A new Arizona’s governor, Doug Ducey, made a shift that lined the way for his state to become a driverless cars utopia and won over Silicon Valley. Mr. Ducey finds out that a local regulator was planning a sting on Uber and Lyft drivers to shut down the ride-sharing services for operating illegally. He was furious about it.
He thought that it was the exact opposite message that should have been sending. All entrepreneurs in Silicon Valley should know that Arizona was open to new business ideas. And as he became an Arizona’s governor he had legalized ride-sharing.
Since that time Arizona has become a preferential partner for the tech industry. Thus it turned itself into a live laboratory for self-driving vehicles. Over the past two years, Arizona intentionally cultivated a rules-free environment for autonomous vehicles, unlike other states that have enacted driverless cars regulations over safety, insurance, and taxes.

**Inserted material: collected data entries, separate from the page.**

#[cfg(test)]
mod tests {
    use std::sync::Arc;

    use super::*;
    use crate::pipeline::testing::{context, FixedOcr, ScriptedLlm};

    fn scorer_reply(score: f64, improved: Option<&str>) -> String {
        match improved {
            Some(text) => format!(
                r#"{{"score": {score}, "reasoning": "r", "improved_prompt": "{text}"}}"#
            ),
            None => format!(r#"{{"score": {score}, "reasoning": "r", "improved_prompt": null}}"#),
        }
    }

    async fn seeded_summarizer(ctx: &PipelineContext) -> PromptRecord {
        seed::summarizer_for_type(&ctx.db, &ctx.scoring, "bill", "local")
            .await
            .expect("summarizer")
    }

    async fn doc_in_status(ctx: &PipelineContext, id: &str, status: &str) {
        ctx.db
            .register_document(id, "f", "/f", "local")
            .await
            .expect("register");
        sqlx::query("UPDATE documents SET status = ?2 WHERE id = ?1")
            .bind(id)
            .bind(status)
            .execute(ctx.db.pool())
            .await
            .expect("status");
    }

    #[tokio::test]
    async fn scoring_updates_running_score_and_marks_document() {
        let tmp = tempfile::tempdir().expect("tempdir");
        let llm = Arc::new(ScriptedLlm::with_reply(&scorer_reply(0.8, None)));
        let (ctx, _rx) = context(tmp.path(), Arc::new(FixedOcr::with_text("x")), llm).await;
        let prompt = seeded_summarizer(&ctx).await;
        doc_in_status(&ctx, "doc-1", "summarized").await;

        handle_job(
            &ctx,
            &ScoreJob {
                purpose: ScorePurpose::Summary,
                document_id: "doc-1".to_owned(),
                prompt_id: prompt.id,
                series_id: None,
                output_json: r#"{"total_due": 42}"#.to_owned(),
            },
        )
        .await
        .expect("score");

        let updated = ctx.db.prompt(prompt.id).await.expect("get").expect("exists");
        assert_eq!(updated.documents_processed(), 1);
        assert!((updated.performance_score.unwrap_or(0.0) - 0.8).abs() < 1e-9);

        let doc = ctx.db.document("doc-1").await.expect("get").expect("exists");
        assert_eq!(doc.status(), DocumentStatus::ScoredSummary);

        assert_eq!(
            ctx.db.count_events(EventCategory::Scoring).await.expect("count"),
            1
        );
    }

    #[tokio::test]
    async fn evolution_gate_requires_all_conditions() {
        let tmp = tempfile::tempdir().expect("tempdir");
        let (mut ctx, _rx) = context(
            tmp.path(),
            Arc::new(FixedOcr::with_text("x")),
            Arc::new(ScriptedLlm::new(vec![])),
        )
        .await;
        ctx.scoring.prompt_update_threshold = 0.05;
        ctx.scoring.min_documents_for_scoring = 5;
        let prompt = seeded_summarizer(&ctx).await;

        // Baseline 0.6 with enough samples.
        let mut seasoned = ctx.db.record_prompt_score(prompt.id, 0.6).await.expect("score");
        for _ in 0..5 {
            seasoned = ctx.db.record_prompt_score(prompt.id, 0.6).await.expect("score");
        }

        // Improvement clears the threshold.
        assert!(should_evolve(&ctx, &seasoned, Some(0.6), 0.75));
        // Too small an improvement.
        assert!(!should_evolve(&ctx, &seasoned, Some(0.6), 0.64));
        // No baseline yet.
        assert!(!should_evolve(&ctx, &seasoned, None, 0.99));
        // At the ceiling.
        assert!(!should_evolve(&ctx, &seasoned, Some(0.96), 0.99));

        // Not evolvable.
        let static_prompt = ctx
            .db
            .seed_prompt(&NewPrompt {
                kind: PromptKind::FileSummarizer,
                document_type: String::new(),
                prompt_text: "static".to_owned(),
                can_evolve: false,
                score_ceiling: None,
                regenerates_on_update: false,
                performance_metrics: json!({"documents_processed": 10}),
                user_id: "local".to_owned(),
            })
            .await
            .expect("seed");
        assert!(!should_evolve(&ctx, &static_prompt, Some(0.5), 0.9));

        // Too few samples.
        let fresh = ctx.db.prompt(prompt.id).await.expect("get").expect("exists");
        let mut few = fresh.clone();
        few.performance_metrics = json!({"documents_processed": 2}).to_string();
        assert!(!should_evolve(&ctx, &few, Some(0.5), 0.9));
    }

    #[tokio::test]
    async fn evolution_inserts_new_version_and_flags_series() {
        let tmp = tempfile::tempdir().expect("tempdir");
        let llm = Arc::new(ScriptedLlm::with_reply(&scorer_reply(
            0.9,
            Some("Extract the fields more carefully."),
        )));
        let (mut ctx, _rx) = context(tmp.path(), Arc::new(FixedOcr::with_text("x")), llm).await;
        ctx.scoring.prompt_update_threshold = 0.05;
        ctx.scoring.min_documents_for_scoring = 1;

        let series = ctx
            .db
            .create_or_get_series("t", "PG&E", "pg&e", "bill", "bill", None, "{}", "local")
            .await
            .expect("series");
        let prompt = ctx
            .db
            .seed_prompt(&NewPrompt {
                kind: PromptKind::SeriesSummarizer,
                document_type: series.id.to_string(),
                prompt_text: "v1".to_owned(),
                can_evolve: true,
                score_ceiling: Some(0.95),
                regenerates_on_update: true,
                performance_metrics: json!({"schema_definition": {"total_due": "number"}}),
                user_id: "local".to_owned(),
            })
            .await
            .expect("seed");
        ctx.db
            .set_initial_series_prompt(series.id, prompt.id)
            .await
            .expect("set");
        // Establish a low baseline the 0.9 score will clear.
        ctx.db.record_prompt_score(prompt.id, 0.5).await.expect("baseline");
        doc_in_status(&ctx, "doc-1", "series_summarized").await;

        handle_job(
            &ctx,
            &ScoreJob {
                purpose: ScorePurpose::Series,
                document_id: "doc-1".to_owned(),
                prompt_id: prompt.id,
                series_id: Some(series.id),
                output_json: "{}".to_owned(),
            },
        )
        .await
        .expect("score + evolve");

        let refreshed = ctx.db.series(series.id).await.expect("get").expect("exists");
        assert!(refreshed.needs_regeneration());
        let new_active = ctx
            .db
            .prompt(refreshed.active_prompt_id.expect("active"))
            .await
            .expect("get")
            .expect("exists");
        assert_eq!(new_active.version, 2);
        assert_eq!(new_active.prompt_text, "Extract the fields more carefully.");
        // Schema definition rides along to the new version.
        assert!(new_active.schema_definition().is_some());

        // Old version is archived, exactly one active row in the family.
        let family = ctx
            .db
            .list_prompts(Some(PromptKind::SeriesSummarizer), true, "local")
            .await
            .expect("list");
        assert_eq!(family.iter().filter(|p| p.active()).count(), 1);

        // Document returned to series_summarized after the scoring hold.
        let doc = ctx.db.document("doc-1").await.expect("get").expect("exists");
        assert_eq!(doc.status(), DocumentStatus::SeriesSummarized);
    }

    #[tokio::test]
    async fn no_evolution_without_improved_prompt_text() {
        let tmp = tempfile::tempdir().expect("tempdir");
        let llm = Arc::new(ScriptedLlm::with_reply(&scorer_reply(0.95, None)));
        let (mut ctx, _rx) = context(tmp.path(), Arc::new(FixedOcr::with_text("x")), llm).await;
        ctx.scoring.prompt_update_threshold = 0.01;
        ctx.scoring.min_documents_for_scoring = 1;
        let prompt = seeded_summarizer(&ctx).await;
        ctx.db.record_prompt_score(prompt.id, 0.5).await.expect("baseline");
        doc_in_status(&ctx, "doc-1", "summarized").await;

        handle_job(
            &ctx,
            &ScoreJob {
                purpose: ScorePurpose::Summary,
                document_id: "doc-1".to_owned(),
                prompt_id: prompt.id,
                series_id: None,
                output_json: "{}".to_owned(),
            },
        )
        .await
        .expect("score");

        let family = ctx
            .db
            .list_prompts(Some(PromptKind::Summarizer), true, "local")
            .await
            .expect("list");
        assert_eq!(family.len(), 1, "no new version without improved text");
    }

    #[tokio::test]
    async fn worker_swallows_scoring_failures() {
        let tmp = tempfile::tempdir().expect("tempdir");
        let llm = Arc::new(ScriptedLlm::with_reply("not json"));
        let (ctx, _unused_rx) =
            context(tmp.path(), Arc::new(FixedOcr::with_text("x")), llm).await;
        let prompt = seeded_summarizer(&ctx).await;
        doc_in_status(&ctx, "doc-1", "summarized").await;

        let (tx, rx) = mpsc::channel(4);
        tx.send(ScoreJob {
            purpose: ScorePurpose::Summary,
            document_id: "doc-1".to_owned(),
            prompt_id: prompt.id,
            series_id: None,
            output_json: "{}".to_owned(),
        })
        .await
        .expect("send");
        drop(tx);

        // Must return (queue drained) rather than propagate the failure.
        run_worker(ctx.clone(), rx).await;

        let errors = ctx.db.count_events(EventCategory::Error).await.expect("count");
        assert_eq!(errors, 1);
    }
}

A tech boom was the payoff for Arizona, with multiple autonomous vehicle companies crowding here to start up. Every day, Waymo, the driverless car, with Lyft, Uber, Intel and General Motors now set up hundreds of cars that are driverless on the streets of Phoenix. It became a flourishing metropolis of 1.4 million people.

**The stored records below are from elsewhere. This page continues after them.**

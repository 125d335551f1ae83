//! This crate connects live MIDI controllers to a software synthesizer, following devices as
//! they are plugged in and unplugged.
//!
//! It is organized as follows:
//! * The `device` module tracks connected MIDI devices and keeps at most one of them open. The
//!   open device is read on a dedicated thread by a `ReaderSession`; the `Registry` decides which
//!   device that is (the most recently opened one wins) and reacts to hot-plug events. Host
//!   access sits behind the `MidiBackend` and `HotplugSource` traits, implemented for real
//!   hardware by `MidirBackend` using [midir](https://crates.io/crates/midir).
//! * The `framer` module turns raw bytes into [MIDI messages](https://www.midi.org/specifications-old/item/table-1-summary-of-midi-message),
//!   honoring running status and resynchronizing after corrupt bytes. Messages are defined in
//!   `message`.
//! * The `synth` module is the thread-safe `SynthControl` interface: bank loading, volume and
//!   event handling. Banks are either [SoundFont](https://crates.io/crates/rustysynth) files or
//!   the built-in patches, which are [fundsp](https://crates.io/crates/fundsp) audio graphs.
//! * The `notify` module carries human-readable status lines from the reader thread to a UI
//!   without ever blocking the reader.
//! * The `audio` module plays the synthesizer through [cpal](https://crates.io/crates/cpal).
//!
//! The `midi_synth_bridge` binary wires these together for the console.

pub mod audio;
pub mod config;
pub mod device;
pub mod error;
pub mod framer;
pub mod message;
pub mod notify;
pub mod synth;

/// MIDI data values (pitch, velocity, volume) range from 0 to 127.
pub const MAX_MIDI_VALUE: u8 = 127;

pub use config::{load_config, BridgeConfig, SynthConfig};
pub use device::{DeviceDescriptor, DeviceEvent, DeviceKind, MidiBackend, Registry};
pub use error::{BankError, DeviceError, SynthError};
pub use framer::Framer;
pub use message::{MessageKind, MidiMessage};
pub use notify::{notification_channel, NotificationPump, Notifier, UiSink};
pub use synth::SynthControl;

Some businesses have pushed themselves by doing first-of-its-kind experiments in the state. For instance, Waymo announced that it had begun testing self-driving cars without anyone at the wheel to take over in an emergency. All automotive car trials had a human driver in the front seat before, just in case. Than Uber announced that it was also exploring similar tests in innovation navigation product development.
But Arizona’s tolerance has drawn some criticism from safety advocates who thought the companies have too much freedom to do their trials on public roads. They said state officials and car companies hadn’t solved questions about the prevention of cyber attacks on autonomous cars, the privacy of passengers, and how to ensure the security of vehicles that don’t have a driver.

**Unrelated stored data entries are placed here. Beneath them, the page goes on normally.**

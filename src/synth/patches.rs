//! Built-in patch engine: a round-robin pool of [fundsp](https://crates.io/crates/fundsp)
//! voices, one audio graph per voice, driven through `Shared` atomic variables.

use std::fmt::Debug;
use std::sync::Arc;

use bare_metal_modulo::*;
use fundsp::prelude32::{midi_hz, shared, var, An, AudioUnit, Shared, Var};
use midi_msg::{ChannelModeMsg, ChannelVoiceMsg, MidiMsg};

use super::SynthEngine;
use crate::message::MidiMessage;
use crate::MAX_MIDI_VALUE;

const NUM_MIDI_VALUES: usize = MAX_MIDI_VALUE as usize + 1;

/// Control value in response to `Note On` event.
pub const CONTROL_ON: f32 = 1.0;

/// Control value in response to `Note Off` event.
pub const CONTROL_OFF: f32 = 0.0;

/// Samples rendered with every gate closed after a voice graph is built, so live envelopes
/// have seen a low control value before the first note arrives.
const WARM_UP_SAMPLES: usize = 100;

/// `SynthFunc` objects translate `SharedMidiState` values into fundsp audio graphs.
pub type SynthFunc = Arc<dyn Fn(&SharedMidiState) -> Box<dyn AudioUnit> + Send + Sync>;

/// A named list of patches; Program Change picks an entry by index.
pub type ProgramTable = Vec<(String, SynthFunc)>;

#[derive(Clone)]
/// `SharedMidiState` objects hold, as fundsp `Shared` atomic variables, the state of one voice:
/// * `Note On` pitch and velocity
/// * whether the note is still held
/// * `Pitch Bend`
pub struct SharedMidiState {
    pitch: Shared,
    velocity: Shared,
    control: Shared,
    pitch_bend: Shared,
}

impl Default for SharedMidiState {
    fn default() -> Self {
        Self {
            pitch: shared(0.0),
            velocity: shared(0.0),
            control: shared(CONTROL_OFF),
            pitch_bend: shared(1.0),
        }
    }
}

impl Debug for SharedMidiState {
    fn fmt(&self, f: &mut std::fmt::Formatter<'_>) -> std::fmt::Result {
        f.debug_struct("SharedMidiState")
            .field("pitch", &self.pitch.value())
            .field("velocity", &self.velocity.value())
            .field("control", &self.control.value())
            .field("pitch_bend", &self.pitch_bend.value())
            .finish()
    }
}

impl SharedMidiState {
    /// Frequency in Hz of the most recent `Note On`.
    pub fn pitch_var(&self) -> An<Var> {
        var(&self.pitch)
    }

    /// Multiplier from the most recent `Pitch Bend`, 1.0 when centered.
    pub fn bend_var(&self) -> An<Var> {
        var(&self.pitch_bend)
    }

    /// Velocity of the most recent `Note On`, scaled to 0.0..=1.0.
    pub fn velocity_var(&self) -> An<Var> {
        var(&self.velocity)
    }

    /// `CONTROL_ON` while the note is held, `CONTROL_OFF` after release.
    pub fn control_var(&self) -> An<Var> {
        var(&self.control)
    }

    /// Encodes a MIDI `Note On` event.
    pub fn on(&self, pitch: u8, velocity: u8) {
        self.pitch.set_value(midi_hz(pitch as f32));
        self.velocity.set_value(velocity as f32 / MAX_MIDI_VALUE as f32);
        self.control.set_value(CONTROL_ON);
    }

    /// Encodes a MIDI `Note Off` event.
    pub fn off(&self) {
        self.control.set_value(CONTROL_OFF);
    }

    /// Encodes a MIDI `Pitch Bend` event.
    pub fn bend(&self, bend: u16) {
        self.pitch_bend.set_value(pitch_bend_factor(bend));
    }

    pub fn is_held(&self) -> bool {
        self.control.value() > CONTROL_OFF
    }
}

/// Algorithm from: https://sites.uci.edu/camp2014/2014/04/30/managing-midi-pitchbend-messages/
/// Converts MIDI pitch-bend message to +/- 1 semitone.
pub fn pitch_bend_factor(bend: u16) -> f32 {
    2.0_f32.powf(((bend as f32 - 8192.0) / 8192.0) / 12.0)
}

pub(crate) struct PatchEngine {
    states: Vec<SharedMidiState>,
    voices: Vec<Box<dyn AudioUnit>>,
    next: ModNum<usize>,
    pitch2state: [Option<usize>; NUM_MIDI_VALUES],
    recent_pitches: Vec<Option<u8>>,
    table: ProgramTable,
    program: usize,
    sample_rate: f64,
    gain: f32,
    muted: bool,
}

impl PatchEngine {
    /// Builds `polyphony` voices playing the first patch of `table`.
    pub(crate) fn new(table: ProgramTable, polyphony: usize, sample_rate: f64) -> Self {
        let polyphony = polyphony.max(1);
        let mut engine = Self {
            states: (0..polyphony).map(|_| SharedMidiState::default()).collect(),
            voices: Vec::with_capacity(polyphony),
            next: ModNum::new(0, polyphony),
            pitch2state: [None; NUM_MIDI_VALUES],
            recent_pitches: vec![None; polyphony],
            table,
            program: 0,
            sample_rate,
            gain: 1.0,
            muted: false,
        };
        engine.build_voices();
        engine
    }

    pub(crate) fn program_name(&self) -> Option<&str> {
        self.table.get(self.program).map(|(name, _)| name.as_str())
    }

    fn build_voices(&mut self) {
        self.voices.clear();
        let Some((name, synth_func)) = self.table.get(self.program) else {
            return;
        };
        log::debug!("building {} voice(s) for patch '{name}'", self.states.len());
        for state in self.states.iter() {
            let mut voice = synth_func(state);
            voice.set_sample_rate(self.sample_rate);
            let mut out = vec![0.0; voice.outputs()];
            for _ in 0..WARM_UP_SAMPLES {
                voice.tick(&[], &mut out);
            }
            self.voices.push(voice);
        }
    }

    fn decode(&mut self, msg: &MidiMsg) {
        match msg {
            MidiMsg::ChannelVoice { channel: _, msg } => match msg {
                ChannelVoiceMsg::NoteOn { note, velocity: 0 }
                | ChannelVoiceMsg::NoteOff { note, velocity: _ } => {
                    self.off(*note);
                }
                ChannelVoiceMsg::NoteOn { note, velocity } => {
                    self.on(*note, *velocity);
                }
                ChannelVoiceMsg::PitchBend { bend } => {
                    self.bend(*bend);
                }
                ChannelVoiceMsg::ProgramChange { program } => {
                    self.change_program(*program);
                }
                _ => {}
            },
            MidiMsg::ChannelMode { channel: _, msg } => match msg {
                ChannelModeMsg::AllNotesOff => self.release_all(),
                ChannelModeMsg::AllSoundOff => self.all_sounds_off(),
                _ => {}
            },
            _ => {}
        }
    }

    fn on(&mut self, pitch: u8, velocity: u8) {
        self.muted = false;
        let slot = self.next.a();
        self.states[slot].on(pitch, velocity);
        self.pitch2state[pitch as usize] = Some(slot);
        self.recent_pitches[slot] = Some(pitch);
        self.next += 1;
    }

    fn off(&mut self, pitch: u8) {
        if let Some(i) = self.pitch2state[pitch as usize] {
            if self.recent_pitches[i] == Some(pitch) {
                self.release(i);
            }
            self.pitch2state[pitch as usize] = None;
        }
    }

    fn bend(&mut self, bend: u16) {
        for state in self.states.iter() {
            state.bend(bend);
        }
    }

    fn change_program(&mut self, program: u8) {
        if self.table.is_empty() {
            return;
        }
        let program = program as usize % self.table.len();
        if program != self.program {
            self.all_sounds_off();
            self.program = program;
            self.build_voices();
            log::info!(
                "program {program}: {}",
                self.program_name().unwrap_or_default()
            );
        }
    }

    fn release(&mut self, i: usize) {
        self.recent_pitches[i] = None;
        self.states[i].off();
    }

    fn release_all(&mut self) {
        for i in 0..self.states.len() {
            self.release(i);
        }
        self.pitch2state = [None; NUM_MIDI_VALUES];
    }

    fn all_sounds_off(&mut self) {
        self.release_all();
        self.muted = true;
    }
}

impl SynthEngine for PatchEngine {
    fn handle(&mut self, msg: &MidiMessage) {
        if let Some(msg) = msg.to_midi_msg() {
            self.decode(&msg);
        }
    }

    fn set_gain(&mut self, gain: f32) {
        self.gain = gain;
    }

    fn render(&mut self, left: &mut [f32], right: &mut [f32]) {
        let gain = if self.muted { 0.0 } else { self.gain };
        let mut out = [0.0f32; 2];
        for (l, r) in left.iter_mut().zip(right.iter_mut()) {
            let mut sample = 0.0;
            for voice in self.voices.iter_mut() {
                let outputs = voice.outputs().min(2);
                voice.tick(&[], &mut out[..outputs]);
                sample += out[0];
            }
            *l = sample * gain;
            *r = sample * gain;
        }
    }

    fn silence(&mut self) {
        self.all_sounds_off();
    }
}

#[cfg(test)]
mod tests {
    use super::*;
    use crate::synth::sounds;
    use float_eq::assert_float_eq;

    fn engine() -> PatchEngine {
        PatchEngine::new(sounds::options(), 4, 44_100.0)
    }

    fn peak(engine: &mut PatchEngine, frames: usize) -> f32 {
        let mut left = vec![0.0; frames];
        let mut right = vec![0.0; frames];
        engine.render(&mut left, &mut right);
        left.iter().chain(right.iter()).fold(0.0f32, |m, s| m.max(s.abs()))
    }

    #[test]
    fn bend_factor_is_centered_and_symmetric() {
        assert_float_eq!(pitch_bend_factor(8192), 1.0, abs <= 1e-6);
        assert_float_eq!(pitch_bend_factor(16384), 2.0_f32.powf(1.0 / 12.0), abs <= 1e-6);
        assert_float_eq!(pitch_bend_factor(0), 2.0_f32.powf(-1.0 / 12.0), abs <= 1e-6);
    }

    #[test]
    fn note_on_sets_shared_state() {
        let state = SharedMidiState::default();
        state.on(69, 127);
        assert_float_eq!(state.pitch.value(), 440.0, abs <= 1e-3);
        assert_float_eq!(state.velocity.value(), 1.0, abs <= 1e-6);
        assert!(state.is_held());
        state.off();
        assert!(!state.is_held());
    }

    #[test]
    fn silent_until_a_note_is_played() {
        let mut engine = engine();
        assert_float_eq!(peak(&mut engine, 256), 0.0, abs <= 1e-6);
        engine.handle(&MidiMessage::note_on(0, 69, 127));
        assert!(peak(&mut engine, 2048) > 0.01);
    }

    #[test]
    fn zero_gain_mutes_output() {
        let mut engine = engine();
        engine.set_gain(0.0);
        engine.handle(&MidiMessage::note_on(0, 69, 127));
        assert_float_eq!(peak(&mut engine, 1024), 0.0, abs <= 1e-6);
    }

    #[test]
    fn voices_rotate_and_release_by_pitch() {
        let mut engine = engine();
        engine.handle(&MidiMessage::note_on(0, 60, 100));
        engine.handle(&MidiMessage::note_on(0, 64, 100));
        assert!(engine.states[0].is_held());
        assert!(engine.states[1].is_held());
        engine.handle(&MidiMessage::note_off(0, 60, 0));
        assert!(!engine.states[0].is_held());
        assert!(engine.states[1].is_held());
        engine.handle(&MidiMessage::note_on(0, 64, 0));
        assert!(!engine.states[1].is_held());
    }

    #[test]
    fn all_sound_off_mutes_until_next_note() {
        let mut engine = engine();
        engine.handle(&MidiMessage::note_on(0, 69, 127));
        engine.handle(&MidiMessage::control_change(0, 120, 0));
        assert_float_eq!(peak(&mut engine, 512), 0.0, abs <= 1e-6);
        engine.handle(&MidiMessage::note_on(0, 69, 127));
        assert!(peak(&mut engine, 2048) > 0.01);
    }

    #[test]
    fn program_change_switches_patch() {
        let mut engine = engine();
        let first = engine.program_name().map(str::to_owned);
        engine.handle(&MidiMessage::program_change(0, 1));
        assert_ne!(engine.program_name().map(str::to_owned), first);
        assert_eq!(engine.voices.len(), 4);
    }

    #[test]
    fn program_change_wraps_around_table() {
        let mut engine = engine();
        let patches = sounds::options().len() as u8;
        engine.handle(&MidiMessage::program_change(0, patches + 2));
        assert_eq!(engine.program_name(), Some(sounds::options()[2].0.as_str()));
    }
}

Arizona authorities said that public has effective protection by basic rules that require a licensed driver somewhere in the automotive car. The state insurance regulator is waiting for the insurance industry to lead regulators on legal responsibility for driverless cars, especially in case a crash who will be responsible if a human being doesn’t drive the car?
Well, we think that it is good that they are not making regulations when they really don’t know how the automotive car development will perform.
Mr. Ducey impact on Uber
Mr. Ducey always thought that their state could beat California in every metric, fewer regulations, lower taxes and cost of living, higher quality of life.
Uber and Lyft executives thanked the governor for his support. At the time, Uber already had a little operation in Arizona for mapping roads. Two months later, the company announced that it would open a center in Phoenix for driver and customer support with 300 employees.
At that time, Mr. Ducey was taking his first steps into automotive vehicles and signed an executive order supporting them. He thought about the public safety, transportation factor, insurance, and other regulators to advance the operation and testing of automotive vehicles on public roads. But none suitable regulations existed at that time.
In California, Uber, Google, Ford, and GM, have fought lawmakers on self-driving rules. One rule required carmakers to account for the number of times a driverless car switched from autonomous mode to human-driven mode, which annoyed automakers who said those statistics give a false impression of safety.
That’s why may companies floured to Arizona, as the enthusiasm for new tech from the public and Governor Ducey makes it place where innovation can thrive.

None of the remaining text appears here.